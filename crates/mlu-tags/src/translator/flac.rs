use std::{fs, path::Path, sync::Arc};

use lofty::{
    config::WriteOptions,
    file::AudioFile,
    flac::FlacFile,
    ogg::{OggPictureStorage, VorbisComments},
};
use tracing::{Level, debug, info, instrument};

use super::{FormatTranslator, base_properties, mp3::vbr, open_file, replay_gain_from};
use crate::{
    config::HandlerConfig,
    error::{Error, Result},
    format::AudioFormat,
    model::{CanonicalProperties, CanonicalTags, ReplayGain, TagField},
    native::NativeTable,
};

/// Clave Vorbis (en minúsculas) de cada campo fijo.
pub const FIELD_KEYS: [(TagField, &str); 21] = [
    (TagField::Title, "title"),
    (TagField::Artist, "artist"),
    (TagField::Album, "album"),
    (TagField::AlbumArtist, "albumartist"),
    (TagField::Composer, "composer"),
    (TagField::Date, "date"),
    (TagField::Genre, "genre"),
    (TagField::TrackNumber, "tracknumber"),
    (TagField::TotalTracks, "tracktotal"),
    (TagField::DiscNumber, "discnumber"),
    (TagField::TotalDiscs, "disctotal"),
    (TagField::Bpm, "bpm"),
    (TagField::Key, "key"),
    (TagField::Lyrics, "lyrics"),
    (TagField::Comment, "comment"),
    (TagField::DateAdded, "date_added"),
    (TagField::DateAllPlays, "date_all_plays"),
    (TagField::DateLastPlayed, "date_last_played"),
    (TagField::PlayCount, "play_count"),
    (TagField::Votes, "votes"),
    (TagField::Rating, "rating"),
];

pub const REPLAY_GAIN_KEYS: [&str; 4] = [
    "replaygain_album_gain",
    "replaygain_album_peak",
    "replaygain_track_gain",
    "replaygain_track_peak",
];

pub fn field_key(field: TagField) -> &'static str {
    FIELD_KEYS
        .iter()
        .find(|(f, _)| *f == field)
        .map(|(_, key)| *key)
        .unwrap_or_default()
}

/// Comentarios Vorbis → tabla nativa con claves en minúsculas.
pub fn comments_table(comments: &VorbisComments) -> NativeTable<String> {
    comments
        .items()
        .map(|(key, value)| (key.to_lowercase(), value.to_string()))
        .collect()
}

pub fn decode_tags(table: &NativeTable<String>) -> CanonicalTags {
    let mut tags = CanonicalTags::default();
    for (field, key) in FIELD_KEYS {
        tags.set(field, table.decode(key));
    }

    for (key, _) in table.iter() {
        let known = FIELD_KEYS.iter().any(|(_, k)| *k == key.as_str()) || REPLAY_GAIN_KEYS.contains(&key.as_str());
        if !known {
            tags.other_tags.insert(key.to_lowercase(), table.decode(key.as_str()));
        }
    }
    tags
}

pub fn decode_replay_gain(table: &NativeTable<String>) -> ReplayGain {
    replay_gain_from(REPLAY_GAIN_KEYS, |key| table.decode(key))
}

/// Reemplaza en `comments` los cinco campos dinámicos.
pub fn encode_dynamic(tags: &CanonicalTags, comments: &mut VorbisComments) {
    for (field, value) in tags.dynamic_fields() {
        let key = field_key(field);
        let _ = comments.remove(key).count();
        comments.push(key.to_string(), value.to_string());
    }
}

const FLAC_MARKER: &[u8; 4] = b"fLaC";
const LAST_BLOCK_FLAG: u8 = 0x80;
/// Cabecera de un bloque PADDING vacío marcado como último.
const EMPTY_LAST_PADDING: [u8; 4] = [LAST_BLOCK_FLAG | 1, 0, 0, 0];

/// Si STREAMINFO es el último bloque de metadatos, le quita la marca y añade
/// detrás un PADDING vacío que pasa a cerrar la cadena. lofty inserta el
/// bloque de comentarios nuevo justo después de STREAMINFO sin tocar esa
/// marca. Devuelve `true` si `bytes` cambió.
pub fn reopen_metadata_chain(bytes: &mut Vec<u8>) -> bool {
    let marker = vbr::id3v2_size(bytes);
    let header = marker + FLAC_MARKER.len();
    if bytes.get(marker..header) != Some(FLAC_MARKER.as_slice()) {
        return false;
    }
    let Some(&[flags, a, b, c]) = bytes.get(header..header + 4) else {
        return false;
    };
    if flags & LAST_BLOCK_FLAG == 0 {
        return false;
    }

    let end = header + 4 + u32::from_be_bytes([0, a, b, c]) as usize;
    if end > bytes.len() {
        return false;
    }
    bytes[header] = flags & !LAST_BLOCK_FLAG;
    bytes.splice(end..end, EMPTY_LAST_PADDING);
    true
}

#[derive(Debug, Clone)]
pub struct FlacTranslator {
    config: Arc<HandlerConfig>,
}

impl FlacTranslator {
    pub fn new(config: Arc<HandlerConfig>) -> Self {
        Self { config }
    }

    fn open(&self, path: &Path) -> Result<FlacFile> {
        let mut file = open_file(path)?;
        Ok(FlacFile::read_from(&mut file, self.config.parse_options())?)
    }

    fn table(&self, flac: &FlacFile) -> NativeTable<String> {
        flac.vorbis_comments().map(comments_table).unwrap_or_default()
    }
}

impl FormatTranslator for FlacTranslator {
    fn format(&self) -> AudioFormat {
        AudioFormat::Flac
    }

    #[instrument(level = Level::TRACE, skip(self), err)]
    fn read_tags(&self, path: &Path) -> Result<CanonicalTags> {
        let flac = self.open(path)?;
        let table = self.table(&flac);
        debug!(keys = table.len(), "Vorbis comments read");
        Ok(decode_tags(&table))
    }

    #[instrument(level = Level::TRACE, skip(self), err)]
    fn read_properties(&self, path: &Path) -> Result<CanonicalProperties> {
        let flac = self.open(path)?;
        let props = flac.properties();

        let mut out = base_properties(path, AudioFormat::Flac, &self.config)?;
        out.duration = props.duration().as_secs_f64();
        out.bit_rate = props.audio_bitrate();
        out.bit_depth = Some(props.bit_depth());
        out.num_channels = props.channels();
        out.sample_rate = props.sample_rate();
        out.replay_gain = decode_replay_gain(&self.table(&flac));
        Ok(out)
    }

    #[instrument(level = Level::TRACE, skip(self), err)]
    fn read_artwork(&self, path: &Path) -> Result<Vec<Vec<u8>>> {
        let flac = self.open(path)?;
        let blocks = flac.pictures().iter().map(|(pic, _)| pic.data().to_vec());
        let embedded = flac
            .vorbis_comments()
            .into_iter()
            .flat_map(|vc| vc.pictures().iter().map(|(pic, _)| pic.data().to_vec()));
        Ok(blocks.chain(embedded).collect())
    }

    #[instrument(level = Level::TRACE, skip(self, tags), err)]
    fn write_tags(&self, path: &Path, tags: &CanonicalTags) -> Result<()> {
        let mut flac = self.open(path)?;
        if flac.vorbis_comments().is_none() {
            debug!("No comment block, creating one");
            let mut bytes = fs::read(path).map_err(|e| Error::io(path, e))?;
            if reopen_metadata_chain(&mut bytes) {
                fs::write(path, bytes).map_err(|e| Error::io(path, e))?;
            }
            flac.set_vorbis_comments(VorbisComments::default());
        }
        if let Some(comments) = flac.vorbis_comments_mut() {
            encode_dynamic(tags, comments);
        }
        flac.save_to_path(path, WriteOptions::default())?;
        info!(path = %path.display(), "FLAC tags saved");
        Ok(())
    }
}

> [What the task requires] Search the lines above for the string "Error", then show every one that has it.

> [Response to this exercise]
    error::{Error, Result},
            let mut bytes = fs::read(path).map_err(|e| Error::io(path, e))?;
                fs::write(path, bytes).map_err(|e| Error::io(path, e))?;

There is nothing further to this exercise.